To my again...
W marcu Vespik znowu miał incydent gastryczny: wymioty, nie-jedzenie, boleści brzucholka.
Diagnoza dr Żanety jest taka, że to na 99% Eozynofilowe zapalenie jelit. Kocurro dobrze zareagował na zastrzyki (może nie na sam sposób podania...

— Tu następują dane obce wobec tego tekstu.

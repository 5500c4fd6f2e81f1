//! Star-schema row types.
//!
//! Dimension rows (`Track`, `Artist`, `User`, `TimeParts`) are plain column
//! subsets or derivations of the raw records. `PlayEvent` is the fact row.
//! All of them are recomputed in full on every run.

use crate::records::key::{RowKey, float_key};

/// `songs` dimension row.
#[derive(Debug, Clone, Default, PartialEq)]
pub struct Track {
    /// Track key.
    pub song_id: Option<String>,
    /// Track title.
    pub title: Option<String>,
    /// Artist key (also a partition column).
    pub artist_id: Option<String>,
    /// Release year (also a partition column).
    pub year: Option<i64>,
    /// Duration in seconds.
    pub duration: Option<f64>,
}

impl RowKey for Track {
    type Key<'a> = (
        Option<&'a str>,
        Option<&'a str>,
        Option<&'a str>,
        Option<i64>,
        Option<u64>,
    );

    fn row_key(&self) -> Self::Key<'_> {
        (
            self.song_id.as_deref(),
            self.title.as_deref(),
            self.artist_id.as_deref(),
            self.year,
            float_key(self.duration),
        )
    }
}

/// `artists` dimension row.
#[derive(Debug, Clone, Default, PartialEq)]
pub struct Artist {
    /// Artist key; repeats legitimately across an artist's tracks.
    pub artist_id: Option<String>,
    /// Display name.
    pub artist_name: Option<String>,
    /// Free-form location.
    pub artist_location: Option<String>,
    /// Latitude.
    pub artist_latitude: Option<f64>,
    /// Longitude.
    pub artist_longitude: Option<f64>,
}

impl RowKey for Artist {
    type Key<'a> = (
        Option<&'a str>,
        Option<&'a str>,
        Option<&'a str>,
        Option<u64>,
        Option<u64>,
    );

    fn row_key(&self) -> Self::Key<'_> {
        (
            self.artist_id.as_deref(),
            self.artist_name.as_deref(),
            self.artist_location.as_deref(),
            float_key(self.artist_latitude),
            float_key(self.artist_longitude),
        )
    }
}

/// `users` dimension row.
///
/// `level` changes over time, so one `user_id` may appear in several
/// snapshots; only fully identical rows are collapsed.
#[derive(Debug, Clone, Default, PartialEq, Eq, Hash)]
pub struct User {
    /// User key (`userId`).
    pub user_id: Option<String>,
    /// `firstName`.
    pub first_name: Option<String>,
    /// `lastName`.
    pub last_name: Option<String>,
    /// `gender`.
    pub gender: Option<String>,
    /// Subscription level for this snapshot.
    pub level: Option<String>,
}

impl RowKey for User {
    type Key<'a> = &'a User;

    fn row_key(&self) -> Self::Key<'_> {
        self
    }
}

/// `time` dimension row: calendar features of one event instant.
///
/// Every field is derived from the same whole-second UTC instant.
#[derive(Debug, Clone, PartialEq, Eq, Hash)]
pub struct TimeParts {
    /// `YYYY-MM-DD HH:MM:SS`, 24-hour clock.
    pub start_time: String,
    /// Hour of day, 0..=23.
    pub hour: u32,
    /// Day of month, 1..=31.
    pub day: u32,
    /// ISO-8601 week of year, 1..=53.
    pub week: u32,
    /// Month, 1..=12 (partition column).
    pub month: u32,
    /// Calendar year (partition column).
    pub year: i32,
    /// Abbreviated English weekday, `Mon`..`Sun`.
    pub weekday: String,
}

impl RowKey for TimeParts {
    type Key<'a> = &'a TimeParts;

    fn row_key(&self) -> Self::Key<'_> {
        self
    }
}

/// `songplays` fact row.
#[derive(Debug, Clone, PartialEq)]
pub struct PlayEvent {
    /// Synthetic, monotonically increasing id; not stable across runs.
    pub songplay_id: i64,
    /// Formatted event instant, `None` when the activity had no `ts`.
    pub start_time: Option<String>,
    /// `(year, month)` of `start_time`, used only for partitioning.
    pub start_year_month: Option<(i32, u32)>,
    /// `userId`.
    pub user_id: Option<String>,
    /// Subscription level at the time of the event.
    pub level: Option<String>,
    /// Matched catalog track, `None` on a join miss.
    pub song_id: Option<String>,
    /// Matched catalog artist, `None` on a join miss.
    pub artist_id: Option<String>,
    /// `sessionId`.
    pub session_id: Option<i64>,
    /// `location`.
    pub location: Option<String>,
    /// `userAgent`.
    pub user_agent: Option<String>,
}
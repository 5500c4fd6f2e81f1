//! Catalog/activity left-outer join that builds the `songplays` fact rows.
//!
//! The predicate is `song == title AND artist == artist_name AND
//! length == duration`. A null on either side of any conjunct never matches.
//! Unmatched activity rows are kept with null `song_id` / `artist_id`, and
//! when several catalog rows match, the first one in catalog order wins, so
//! the output always has exactly one row per input activity row.

use std::collections::HashMap;

use crate::records::{
    PlayEvent, RawActivityRecord, RawCatalogRecord, Sourced, TimeParts, float_key,
};
use crate::transform::{SongplayIdGenerator, TransformResult};

/// How `activity.length` is compared with `catalog.duration`.
#[derive(Debug, Clone, Copy, PartialEq, Default)]
pub enum DurationMatch {
    /// Exact value equality. `0.0 == -0.0` and `NaN == NaN`, matching the
    /// grouping semantics used by `distinct`.
    #[default]
    Exact,
    /// Absolute difference at most the given epsilon.
    Tolerance(f64),
}

impl DurationMatch {
    /// Build a rule from an optional tolerance; `None` or `0.0` means exact.
    pub fn from_tolerance(tolerance: Option<f64>) -> Self {
        match tolerance {
            Some(eps) if eps > 0.0 => DurationMatch::Tolerance(eps),
            _ => DurationMatch::Exact,
        }
    }

    /// Whether `length` and `duration` match under this rule.
    pub fn matches(self, length: f64, duration: f64) -> bool {
        match self {
            DurationMatch::Exact => float_key(Some(length)) == float_key(Some(duration)),
            DurationMatch::Tolerance(eps) => (length - duration).abs() <= eps,
        }
    }
}

/// Catalog rows indexed by `title`.
///
/// Rows missing a title, an artist name or a duration are left out since
/// they can never satisfy the join predicate.
#[derive(Debug, Default)]
pub struct CatalogIndex<'a> {
    by_title: HashMap<&'a str, Vec<&'a RawCatalogRecord>>,
}

impl<'a> CatalogIndex<'a> {
    /// Index `catalog`, preserving catalog order within each title.
    pub fn build(catalog: &'a [RawCatalogRecord]) -> Self {
        let mut by_title: HashMap<&'a str, Vec<&'a RawCatalogRecord>> = HashMap::new();
        for rec in catalog {
            if let (Some(title), Some(_), Some(_)) =
                (rec.title.as_deref(), rec.artist_name.as_ref(), rec.duration)
            {
                by_title.entry(title).or_default().push(rec);
            }
        }
        Self { by_title }
    }

    /// Number of distinct joinable titles.
    pub fn len(&self) -> usize {
        self.by_title.len()
    }

    /// True when no catalog row can ever match.
    pub fn is_empty(&self) -> bool {
        self.by_title.is_empty()
    }

    /// First catalog row matching the activity fields under `rule`.
    pub fn lookup(
        &self,
        song: &str,
        artist: &str,
        length: f64,
        rule: DurationMatch,
    ) -> Option<&'a RawCatalogRecord> {
        self.by_title
            .get(song)?
            .iter()
            .copied()
            .find(|rec| {
                rec.artist_name.as_deref() == Some(artist)
                    && rec.duration.is_some_and(|d| rule.matches(length, d))
            })
    }

    fn resolve(
        &self,
        activity: &RawActivityRecord,
        rule: DurationMatch,
    ) -> Option<&'a RawCatalogRecord> {
        let song = activity.song.as_deref()?;
        let artist = activity.artist.as_deref()?;
        let length = activity.length?;
        self.lookup(song, artist, length, rule)
    }
}

/// Left-outer join playback events against the catalog and assign ids.
///
/// Rows are processed in source-partition order (stable within a partition)
/// so that `ids` issues strictly increasing values in output order.
pub fn join_play_events(
    activity: &[Sourced<RawActivityRecord>],
    catalog: &CatalogIndex<'_>,
    rule: DurationMatch,
    ids: &mut SongplayIdGenerator,
) -> TransformResult<Vec<PlayEvent>> {
    let mut order: Vec<usize> = (0..activity.len()).collect();
    order.sort_by_key(|&i| activity[i].partition);

    let mut out = Vec::with_capacity(activity.len());
    for i in order {
        let Sourced { partition, record } = &activity[i];
        let matched = catalog.resolve(record, rule);

        let time = record.ts.map(TimeParts::from_epoch_millis).transpose()?;
        let start_year_month = time.as_ref().map(|t| (t.year, t.month));

        out.push(PlayEvent {
            songplay_id: ids.next_id(*partition)?,
            start_time: time.map(|t| t.start_time),
            start_year_month,
            user_id: record.user_id.clone(),
            level: record.level.clone(),
            song_id: matched.and_then(|m| m.song_id.clone()),
            artist_id: matched.and_then(|m| m.artist_id.clone()),
            session_id: record.session_id,
            location: record.location.clone(),
            user_agent: record.user_agent.clone(),
        });
    }
    Ok(out)
}

#[cfg(test)]
mod tests {
    use super::*;

    type TestResult = Result<(), Box<dyn std::error::Error>>;

    fn catalog_row(song_id: &str, title: &str, artist: &str, duration: f64) -> RawCatalogRecord {
        RawCatalogRecord {
            song_id: Some(song_id.to_string()),
            title: Some(title.to_string()),
            artist_id: Some(format!("A-{song_id}")),
            artist_name: Some(artist.to_string()),
            duration: Some(duration),
            year: Some(2000),
            ..Default::default()
        }
    }

    fn play(partition: u32, song: &str, artist: &str, length: f64) -> Sourced<RawActivityRecord> {
        Sourced::new(
            partition,
            RawActivityRecord {
                user_id: Some("U1".to_string()),
                level: Some("free".to_string()),
                page: Some("NextSong".to_string()),
                ts: Some(1_541_121_934_796),
                song: Some(song.to_string()),
                artist: Some(artist.to_string()),
                length: Some(length),
                session_id: Some(1),
                location: Some("NY".to_string()),
                user_agent: Some("x".to_string()),
                ..Default::default()
            },
        )
    }

    fn join(
        activity: &[Sourced<RawActivityRecord>],
        catalog: &[RawCatalogRecord],
        rule: DurationMatch,
    ) -> TransformResult<Vec<PlayEvent>> {
        let index = CatalogIndex::build(catalog);
        let mut ids = SongplayIdGenerator::new();
        join_play_events(activity, &index, rule, &mut ids)
    }

    #[test]
    fn reference_scenario_resolves_song_and_artist() -> TestResult {
        let catalog = vec![RawCatalogRecord {
            song_id: Some("S1".to_string()),
            title: Some("Test Song".to_string()),
            artist_id: Some("A1".to_string()),
            artist_name: Some("Test Artist".to_string()),
            duration: Some(200.0),
            year: Some(2000),
            ..Default::default()
        }];
        let activity = vec![play(0, "Test Song", "Test Artist", 200.0)];

        let out = join(&activity, &catalog, DurationMatch::Exact)?;
        assert_eq!(out.len(), 1);
        let row = &out[0];
        assert_eq!(row.song_id.as_deref(), Some("S1"));
        assert_eq!(row.artist_id.as_deref(), Some("A1"));
        assert_eq!(row.user_id.as_deref(), Some("U1"));
        assert_eq!(row.level.as_deref(), Some("free"));
        assert_eq!(row.start_time.as_deref(), Some("2018-11-02 01:25:34"));
        assert_eq!(row.start_year_month, Some((2018, 11)));
        assert_eq!(row.session_id, Some(1));
        Ok(())
    }

    #[test]
    fn misses_are_kept_with_null_catalog_fields() -> TestResult {
        let catalog = vec![catalog_row("S1", "Song", "Artist", 200.0)];
        let activity = vec![
            play(0, "Song", "Artist", 200.5),
            play(0, "Song", "Someone Else", 200.0),
            play(0, "Other", "Artist", 200.0),
        ];
        let out = join(&activity, &catalog, DurationMatch::Exact)?;
        assert_eq!(out.len(), activity.len());
        assert!(out.iter().all(|r| r.song_id.is_none() && r.artist_id.is_none()));
        Ok(())
    }

    #[test]
    fn null_join_columns_never_match() -> TestResult {
        let mut nameless = catalog_row("S1", "Song", "Artist", 200.0);
        nameless.artist_name = None;
        let catalog = vec![nameless];

        let mut no_length = play(0, "Song", "Artist", 200.0);
        no_length.record.length = None;
        let activity = vec![play(0, "Song", "Artist", 200.0), no_length];

        let out = join(&activity, &catalog, DurationMatch::Exact)?;
        assert_eq!(out.len(), 2);
        assert!(out.iter().all(|r| r.song_id.is_none()));
        Ok(())
    }

    #[test]
    fn first_catalog_match_wins_and_rows_are_not_multiplied() -> TestResult {
        let catalog = vec![
            catalog_row("S1", "Song", "Artist", 200.0),
            catalog_row("S2", "Song", "Artist", 200.0),
        ];
        let activity = vec![play(0, "Song", "Artist", 200.0)];
        let out = join(&activity, &catalog, DurationMatch::Exact)?;
        assert_eq!(out.len(), 1);
        assert_eq!(out[0].song_id.as_deref(), Some("S1"));
        Ok(())
    }

    #[test]
    fn tolerance_rule_accepts_near_durations() -> TestResult {
        let catalog = vec![catalog_row("S1", "Song", "Artist", 200.0)];
        let activity = vec![play(0, "Song", "Artist", 200.0004)];

        let exact = join(&activity, &catalog, DurationMatch::Exact)?;
        assert!(exact[0].song_id.is_none());

        let loose = join(&activity, &catalog, DurationMatch::Tolerance(1e-3))?;
        assert_eq!(loose[0].song_id.as_deref(), Some("S1"));
        Ok(())
    }

    #[test]
    fn ids_strictly_increase_in_output_order() -> TestResult {
        let catalog = vec![catalog_row("S1", "Song", "Artist", 200.0)];
        let activity = vec![
            play(1, "Song", "Artist", 200.0),
            play(0, "Song", "Artist", 200.0),
            play(1, "x", "y", 1.0),
            play(3, "Song", "Artist", 200.0),
        ];
        let out = join(&activity, &catalog, DurationMatch::Exact)?;
        assert_eq!(out.len(), 4);
        assert!(out.windows(2).all(|w| w[0].songplay_id < w[1].songplay_id));
        Ok(())
    }

    #[test]
    fn missing_ts_yields_null_start_time() -> TestResult {
        let mut row = play(0, "Song", "Artist", 200.0);
        row.record.ts = None;
        let out = join(&[row], &[], DurationMatch::Exact)?;
        assert_eq!(out[0].start_time, None);
        assert_eq!(out[0].start_year_month, None);
        Ok(())
    }

    #[test]
    fn duration_rule_from_tolerance() {
        assert_eq!(DurationMatch::from_tolerance(None), DurationMatch::Exact);
        assert_eq!(DurationMatch::from_tolerance(Some(0.0)), DurationMatch::Exact);
        assert_eq!(
            DurationMatch::from_tolerance(Some(0.01)),
            DurationMatch::Tolerance(0.01)
        );
        assert!(DurationMatch::Exact.matches(f64::NAN, f64::NAN));
        assert!(DurationMatch::Exact.matches(-0.0, 0.0));
    }
}
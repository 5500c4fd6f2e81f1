//! Pure, synchronous set-oriented operators.
//!
//! Nothing in this module performs I/O or holds shared state. Each operator
//! consumes or borrows a row set and returns a new one, so the pipelines can
//! sequence them freely as long as filter -> dedup -> project precedes any
//! write.

use snafu::prelude::*;

pub mod dedup;
pub mod filter;
pub mod ids;
pub mod join;
pub mod projection;
pub mod time;

pub use dedup::distinct;
pub use filter::{PLAYBACK_PAGE, filter_playback};
pub use ids::SongplayIdGenerator;
pub use join::{CatalogIndex, DurationMatch, join_play_events};
pub use projection::{project_artists, project_tracks, project_users};
pub use time::derive_time_rows;

/// Errors raised by the transforms.
#[derive(Debug, Snafu)]
#[snafu(visibility(pub(crate)))]
pub enum TransformError {
    /// An epoch-millisecond timestamp outside the representable calendar range.
    #[snafu(display("Timestamp {ts} ms is outside the supported calendar range"))]
    TimestampOutOfRange {
        /// The offending raw `ts` value.
        ts: i64,
    },

    /// A single source partition produced more rows than the id layout allows.
    #[snafu(display(
        "Songplay id space exhausted for partition {partition} (more than {limit} rows)"
    ))]
    IdSpaceExhausted {
        /// Source partition whose offset overflowed.
        partition: u32,
        /// Maximum rows per partition.
        limit: u64,
    },

    /// A source partition ordinal too large to encode into an id.
    #[snafu(display("Source partition {partition} exceeds the id layout maximum of {max}"))]
    PartitionOutOfRange {
        /// Partition requested.
        partition: u32,
        /// Largest encodable partition.
        max: u32,
    },

    /// Ids were requested for a partition lower than one already issued.
    #[snafu(display(
        "Songplay ids must be generated in partition order: got {partition} after {current}"
    ))]
    PartitionRegressed {
        /// Partition requested.
        partition: u32,
        /// Partition most recently issued.
        current: u32,
    },
}

/// Convenience alias for transform results.
pub type TransformResult<T> = Result<T, TransformError>;
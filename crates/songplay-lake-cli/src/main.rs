//! CLI entry point for the songplay-lake ETL.

mod error;
mod logging;

use std::path::PathBuf;

use chrono::{Local, NaiveDate};
use clap::{Args, Parser, Subcommand};
use snafu::ResultExt;
use songplay_lake_core::{
    EtlConfig, EtlContext, MalformedRecordPolicy, RunReport, load_catalog, run_activity_pipeline,
    run_all, run_catalog_pipeline,
};

use crate::{
    error::{CliResult, LoadConfigSnafu, PipelineSnafu, StartRunSnafu},
    logging::{LogFormat, init_logging},
};

#[derive(Debug, Args)]
struct RunArgs {
    /// TOML configuration file
    #[arg(long)]
    config: Option<PathBuf>,

    /// Input root (overrides `input.root`)
    #[arg(long)]
    input: Option<String>,

    /// Output root (overrides `output.root`)
    #[arg(long)]
    output: Option<String>,

    /// Date used for the run directory, YYYY-MM-DD (default: today)
    #[arg(long = "run-date")]
    run_date: Option<NaiveDate>,

    /// Write tables directly under the output root
    #[arg(long = "no-date-stamp", default_value_t = false)]
    no_date_stamp: bool,

    /// Skip malformed input lines instead of failing
    #[arg(long = "skip-malformed", default_value_t = false)]
    skip_malformed: bool,
}

#[derive(Debug, Subcommand)]
enum Command {
    /// Run both pipelines (catalog loaded once)
    Run(RunArgs),
    /// Write the songs and artists tables
    Catalog(RunArgs),
    /// Write the users, time and songplays tables
    Activity(RunArgs),
}

#[derive(Debug, Parser)]
#[command(name = "songplay-etl", version, about)]
struct Cli {
    /// Log output format
    #[arg(long = "log-format", value_enum, default_value_t = LogFormat::Pretty, global = true)]
    log_format: LogFormat,

    #[command(subcommand)]
    cmd: Command,
}

fn build_config(args: &RunArgs) -> CliResult<EtlConfig> {
    let mut config = match &args.config {
        Some(path) => EtlConfig::load(path).context(LoadConfigSnafu { path: path.clone() })?,
        None => EtlConfig::default(),
    };

    if let Some(input) = &args.input {
        config.input.root = input.clone();
    }
    if let Some(output) = &args.output {
        config.output.root = output.clone();
    }
    if args.no_date_stamp {
        config.output.date_stamped = false;
    }
    if args.skip_malformed {
        config.input.malformed_records = MalformedRecordPolicy::Skip;
    }
    Ok(config)
}

fn print_report(report: &RunReport) {
    println!("Output root: {}", report.run_root);
    println!("{:<10} {:>10} {:>11} {:>6}", "table", "rows", "partitions", "files");
    for t in &report.tables {
        println!(
            "{:<10} {:>10} {:>11} {:>6}",
            t.table, t.rows, t.partitions, t.files
        );
    }
    if report.unmatched_songplays > 0 {
        println!(
            "Songplays without a catalog match: {}",
            report.unmatched_songplays
        );
    }
    if report.skipped() > 0 {
        println!(
            "Skipped malformed records: {} catalog, {} activity",
            report.catalog_skipped, report.activity_skipped
        );
    }
}

async fn run() -> CliResult<()> {
    let cli = Cli::parse();
    init_logging(cli.log_format);

    let args = match &cli.cmd {
        Command::Run(a) | Command::Catalog(a) | Command::Activity(a) => a,
    };
    let config = build_config(args)?;
    let run_date = args.run_date.unwrap_or_else(|| Local::now().date_naive());
    let mut ctx = EtlContext::new(config, run_date).context(StartRunSnafu)?;

    match cli.cmd {
        Command::Run(_) => run_all(&mut ctx)
            .await
            .context(PipelineSnafu { pipeline: "ETL" })?,
        Command::Catalog(_) => run_catalog_pipeline(&mut ctx)
            .await
            .context(PipelineSnafu {
                pipeline: "Catalog",
            })?,
        Command::Activity(_) => {
            let catalog = load_catalog(&mut ctx).await.context(PipelineSnafu {
                pipeline: "Activity",
            })?;
            run_activity_pipeline(&mut ctx, &catalog)
                .await
                .context(PipelineSnafu {
                    pipeline: "Activity",
                })?
        }
    }

    let report = ctx.close();
    print_report(&report);
    Ok(())
}

#[tokio::main]
async fn main() {
    if let Err(e) = run().await {
        eprintln!("{e}");
        std::process::exit(1);
    }
}
//! Declared ingestion schemas for the two raw record families.
//!
//! Every field is optional: a key that is missing from the JSON object, or
//! present with `null`, deserializes to `None`. Keys that are not declared
//! here are ignored, so upstream producers can add fields without breaking
//! ingestion.

use serde::{Deserialize, Deserializer, Serialize};

use crate::records::key::{RowKey, float_key};

/// One catalog ("song") record: a track and the artist who recorded it.
#[derive(Debug, Clone, Default, PartialEq, Serialize, Deserialize)]
pub struct RawCatalogRecord {
    /// Catalog identifier of the track.
    pub song_id: Option<String>,
    /// Track title; joined against the activity `song` field.
    pub title: Option<String>,
    /// Catalog identifier of the artist.
    pub artist_id: Option<String>,
    /// Artist display name; joined against the activity `artist` field.
    pub artist_name: Option<String>,
    /// Free-form artist location.
    pub artist_location: Option<String>,
    /// Artist latitude, when known.
    pub artist_latitude: Option<f64>,
    /// Artist longitude, when known.
    pub artist_longitude: Option<f64>,
    /// Release year. `0` means unknown upstream and is passed through as-is.
    pub year: Option<i64>,
    /// Track duration in seconds; joined against the activity `length`.
    pub duration: Option<f64>,
}

/// Key of a [`RawCatalogRecord`].
pub type CatalogKey<'a> = (
    Option<&'a str>,
    Option<&'a str>,
    Option<&'a str>,
    Option<&'a str>,
    Option<&'a str>,
    Option<u64>,
    Option<u64>,
    Option<i64>,
    Option<u64>,
);

impl RowKey for RawCatalogRecord {
    type Key<'a> = CatalogKey<'a>;

    fn row_key(&self) -> Self::Key<'_> {
        (
            self.song_id.as_deref(),
            self.title.as_deref(),
            self.artist_id.as_deref(),
            self.artist_name.as_deref(),
            self.artist_location.as_deref(),
            float_key(self.artist_latitude),
            float_key(self.artist_longitude),
            self.year,
            float_key(self.duration),
        )
    }
}

/// One activity ("log") record: a single user-interaction event.
///
/// Only events whose `page` is the playback sentinel (`NextSong` by default)
/// carry meaningful song / artist / length values.
#[derive(Debug, Clone, Default, PartialEq, Serialize, Deserialize)]
#[serde(rename_all = "camelCase")]
pub struct RawActivityRecord {
    /// User identifier. Accepts a JSON string or number.
    #[serde(default, deserialize_with = "opt_string_or_number")]
    pub user_id: Option<String>,
    /// User first name.
    pub first_name: Option<String>,
    /// User last name.
    pub last_name: Option<String>,
    /// User gender as logged.
    pub gender: Option<String>,
    /// Subscription level at the time of the event (`free` / `paid`).
    pub level: Option<String>,
    /// Page / event type.
    pub page: Option<String>,
    /// Event time in epoch milliseconds.
    pub ts: Option<i64>,
    /// Title of the track being played.
    pub song: Option<String>,
    /// Name of the artist being played.
    pub artist: Option<String>,
    /// Length of the track being played, in seconds.
    pub length: Option<f64>,
    /// Session identifier.
    pub session_id: Option<i64>,
    /// Free-form user location.
    pub location: Option<String>,
    /// Raw user agent string.
    pub user_agent: Option<String>,
}

/// Key of a [`RawActivityRecord`]; nested because std tuples stop at 12.
pub type ActivityKey<'a> = (
    (
        Option<&'a str>,
        Option<&'a str>,
        Option<&'a str>,
        Option<&'a str>,
        Option<&'a str>,
        Option<&'a str>,
    ),
    (
        Option<i64>,
        Option<&'a str>,
        Option<&'a str>,
        Option<u64>,
        Option<i64>,
        Option<&'a str>,
        Option<&'a str>,
    ),
);

impl RowKey for RawActivityRecord {
    type Key<'a> = ActivityKey<'a>;

    fn row_key(&self) -> Self::Key<'_> {
        (
            (
                self.user_id.as_deref(),
                self.first_name.as_deref(),
                self.last_name.as_deref(),
                self.gender.as_deref(),
                self.level.as_deref(),
                self.page.as_deref(),
            ),
            (
                self.ts,
                self.song.as_deref(),
                self.artist.as_deref(),
                float_key(self.length),
                self.session_id,
                self.location.as_deref(),
                self.user_agent.as_deref(),
            ),
        )
    }
}

/// A record tagged with the ordinal of the input file it was read from.
///
/// The ordinal is provenance, not content: two records from different files
/// with identical fields are duplicates.
#[derive(Debug, Clone, PartialEq)]
pub struct Sourced<T> {
    /// Position of the source file in the sorted input listing.
    pub partition: u32,
    /// The record itself.
    pub record: T,
}

impl<T> Sourced<T> {
    /// Tag `record` with the given source partition.
    pub fn new(partition: u32, record: T) -> Self {
        Self { partition, record }
    }
}

impl<T: RowKey> RowKey for Sourced<T> {
    type Key<'a>
        = T::Key<'a>
    where
        T: 'a;

    fn row_key(&self) -> Self::Key<'_> {
        self.record.row_key()
    }
}

fn opt_string_or_number<'de, D>(deserializer: D) -> Result<Option<String>, D::Error>
where
    D: Deserializer<'de>,
{
    #[derive(Deserialize)]
    #[serde(untagged)]
    enum TextOrNumber {
        Text(String),
        Int(i64),
        Float(f64),
    }

    Ok(
        Option::<TextOrNumber>::deserialize(deserializer)?.map(|v| match v {
            TextOrNumber::Text(s) => s,
            TextOrNumber::Int(i) => i.to_string(),
            TextOrNumber::Float(f) => f.to_string(),
        }),
    )
}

), ale szybko było dobrze.
Niestety we wtorek Vespik znowu zwymiotował kupę sierści.
Zdjęcia tylko dla ludzi o mocnych żołądkach
Paw nr 1
Paw nr 2 po kilku godzinach
Po wymiotach oczywiście przestał jeść, tyle dobrego, że pił sam.
Dostał siemię lniane, ale kolejne pawie były z krwią, więc w środę pojechaliśmy do Dra Koniecznego, który też przychyla się do diagnozy dr Żanety.
Maluch dostał znowu zastrzyki, w piątek powtórka kłucia karczku
Podobno takie incydenty niestety będą się przy tym chorubsku powtarzać.
Wszystkie koty są wyczesywane furminatorem, Vesper je kuraka surowego i gotowanego, suche Fiber Response RC i czasem, jak ma fazę, to puszkowe Animonda Carny.
Jak je mokre puszkowe, to coopale są boskie

, bez ufilcowanej sierści, robione albo codziennie, albo co 1,5 dnia i nie ma kłopotów.
Jak tylko przestaje jeść Animondę, jedzenie za wolno przechodzi w rurach, a co zatem idzie i sierść i zatory gotowe
Tutaj nie chodzi, żeby to była Animonda, ale puszkowe - z poślizgiem
Ale kocur ma zmienne apetyty i jest klops
Doktor coś mówił o tabletkach na apetyt, zobaczymy najpierw musi maluch dojść do siebie.
Od środy nie wymiotuje, ma apetyt (szczególnie w czwartek, jadł jak mały smoczek

), ale widać, że jeszcze coś mu doskwiera, to nie jest jeszcze nasz Vespik.